> **Stored items**:
pub mod admin_menu;
pub mod admin_permission;
pub mod admin_role;
pub mod admin_role_menu;
pub mod admin_role_permission;
pub mod admin_user;
pub mod admin_user_role;
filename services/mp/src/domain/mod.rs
pub mod repository;
pub mod types;
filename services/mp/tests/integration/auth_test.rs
use chrono::Utc;

use yiya_auth_types::token::TokenType;
use yiya_mp::domain::types::{MP_ROLE, PhoneInfo};
use yiya_mp::error::MpServiceError;
use yiya_mp::usecase::auth::{BindPhoneUseCase, LoginByCodeUseCase, ResolveMpUserUseCase};
use yiya_testing::auth::MockAuth;

use crate::helpers::{MockMpUserRepo, MockWeChat, phone_info, test_issuer, test_user};

fn login(
    users: &MockMpUserRepo,
    wechat: MockWeChat,
) -> LoginByCodeUseCase<MockMpUserRepo, MockWeChat> {
    LoginByCodeUseCase {
        users: users.clone(),
        wechat,
        issuer: test_issuer(),
    }
}

// ── login_by_code ────────────────────────────────────────────────────────────

#[tokio::test]
async fn should_create_user_on_first_login() {
    let users = MockMpUserRepo::default();
    let wechat = MockWeChat::default().session("code-1", "openid-1", Some("union-1"));

    let out = login(&users, wechat).execute("code-1").await.unwrap();

    assert!(out.is_new_user);
    assert!(out.need_bind_phone);
    assert_eq!(out.expires_in, test_issuer().access_ttl());
    assert_eq!(users.len(), 1);

    let claims = test_issuer()
        .validate(&out.access_token, TokenType::Access)
        .unwrap();
    assert_eq!(claims.role.as_deref(), Some(MP_ROLE));
    assert_eq!(claims.username, "openid-1");

    let stored = users.get(claims.subject_id().unwrap()).unwrap();
    assert_eq!(stored.nickname.as_deref(), Some("微信用户"));
    assert_eq!(stored.session_key.as_deref(), Some("sk-code-1"));
    assert_eq!(stored.unionid.as_deref(), Some("union-1"));

    test_issuer()
        .validate(&out.refresh_token, TokenType::Refresh)
        .unwrap();
}

#[tokio::test]
async fn should_refresh_session_for_returning_user() {
    let mut existing = test_user(7, "openid-7");
    existing.phone = Some("13800138000".into());
    existing.unionid = Some("union-old".into());
    let users = MockMpUserRepo::with(vec![existing]);
    let wechat = MockWeChat::default().session("code-7", "openid-7", None);

    let out = login(&users, wechat).execute("code-7").await.unwrap();

    assert!(!out.is_new_user);
    assert!(!out.need_bind_phone);
    assert_eq!(users.len(), 1);
    let stored = users.get(7).unwrap();
    assert_eq!(stored.session_key.as_deref(), Some("sk-code-7"));
    // Absent unionid keeps the stored one.
    assert_eq!(stored.unionid.as_deref(), Some("union-old"));
}

#[tokio::test]
async fn should_surface_wechat_errors() {
    let users = MockMpUserRepo::default();
    let result = login(&users, MockWeChat::default()).execute("bogus").await;
    assert!(matches!(result, Err(MpServiceError::WeChat(_))));
    assert_eq!(users.len(), 0);
}

#[tokio::test]
async fn should_reject_blank_code() {
    let users = MockMpUserRepo::default();
    let result = login(&users, MockWeChat::default()).execute("  ").await;
    assert!(matches!(result, Err(MpServiceError::InvalidInput(_))));
}

#[tokio::test]
async fn should_not_revive_deleted_account() {
    let mut deleted = test_user(3, "openid-3");
    deleted.deleted_at = Some(Utc::now());
    let users = MockMpUserRepo::with(vec![deleted]);
    let wechat = MockWeChat::default().session("code-3", "openid-3", None);

    let result = login(&users, wechat).execute("code-3").await;
    assert!(matches!(result, Err(MpServiceError::UserNotFound)));
    assert_eq!(users.len(), 1);
}

// ── bind_phone ───────────────────────────────────────────────────────────────

#[tokio::test]
async fn should_bind_phone_number() {
    let users = MockMpUserRepo::with(vec![test_user(1, "openid-1")]);
    let usecase = BindPhoneUseCase {
        users: users.clone(),
        wechat: MockWeChat::default().phone("p-1", phone_info("13900139000")),
    };

    let phone = usecase.execute(1, "p-1").await.unwrap();

    assert_eq!(phone, "13900139000");
    assert_eq!(users.get(1).unwrap().phone.as_deref(), Some("13900139000"));
}

#[tokio::test]
async fn should_fall_back_to_pure_phone_number() {
    let users = MockMpUserRepo::with(vec![test_user(1, "openid-1")]);
    let info = PhoneInfo {
        pure_phone_number: Some("13700137000".into()),
        ..Default::default()
    };
    let usecase = BindPhoneUseCase {
        users: users.clone(),
        wechat: MockWeChat::default().phone("p-1", info),
    };

    assert_eq!(usecase.execute(1, "p-1").await.unwrap(), "13700137000");
}

#[tokio::test]
async fn should_fail_when_phone_info_is_empty() {
    let users = MockMpUserRepo::with(vec![test_user(1, "openid-1")]);
    let usecase = BindPhoneUseCase {
        users: users.clone(),
        wechat: MockWeChat::default().phone("p-1", PhoneInfo::default()),
    };

    let result = usecase.execute(1, "p-1").await;
    assert!(matches!(result, Err(MpServiceError::WeChat(_))));
    assert!(users.get(1).unwrap().phone.is_none());
}

// ── resolve ──────────────────────────────────────────────────────────────────

fn resolver(users: &MockMpUserRepo) -> ResolveMpUserUseCase<MockMpUserRepo> {
    ResolveMpUserUseCase {
        users: users.clone(),
        issuer: test_issuer(),
    }
}

#[tokio::test]
async fn should_resolve_mp_access_token() {
    let users = MockMpUserRepo::with(vec![test_user(5, "openid-5")]);
    let token = MockAuth::mp(5, "openid-5").access_token().token;

    let user = resolver(&users).execute(&token).await.unwrap();
    assert_eq!(user.openid, "openid-5");
}

#[tokio::test]
async fn should_reject_admin_token() {
    let users = MockMpUserRepo::with(vec![test_user(5, "openid-5")]);
    let token = MockAuth::admin(5, "admin").access_token().token;

    let result = resolver(&users).execute(&token).await;
    assert!(matches!(result, Err(MpServiceError::InvalidToken)));
}

#[tokio::test]
async fn should_reject_refresh_token() {
    let users = MockMpUserRepo::with(vec![test_user(5, "openid-5")]);
    let token = MockAuth::mp(5, "openid-5").refresh_token().token;

    let result = resolver(&users).execute(&token).await;
    assert!(matches!(result, Err(MpServiceError::InvalidToken)));
}

#[tokio::test]
async fn should_reject_token_for_deleted_user() {
    let mut deleted = test_user(5, "openid-5");
    deleted.deleted_at = Some(Utc::now());
    let users = MockMpUserRepo::with(vec![deleted]);
    let token = MockAuth::mp(5, "openid-5").access_token().token;

    let result = resolver(&users).execute(&token).await;
    assert!(matches!(result, Err(MpServiceError::InvalidToken)));
}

> **EXERCISE DETAILS**: The word is "into". Copy every line above where it appears.

> **TASK RESULT**:
    existing.phone = Some("13800138000".into());
    existing.unionid = Some("union-old".into());
        pure_phone_number: Some("13700137000".into()),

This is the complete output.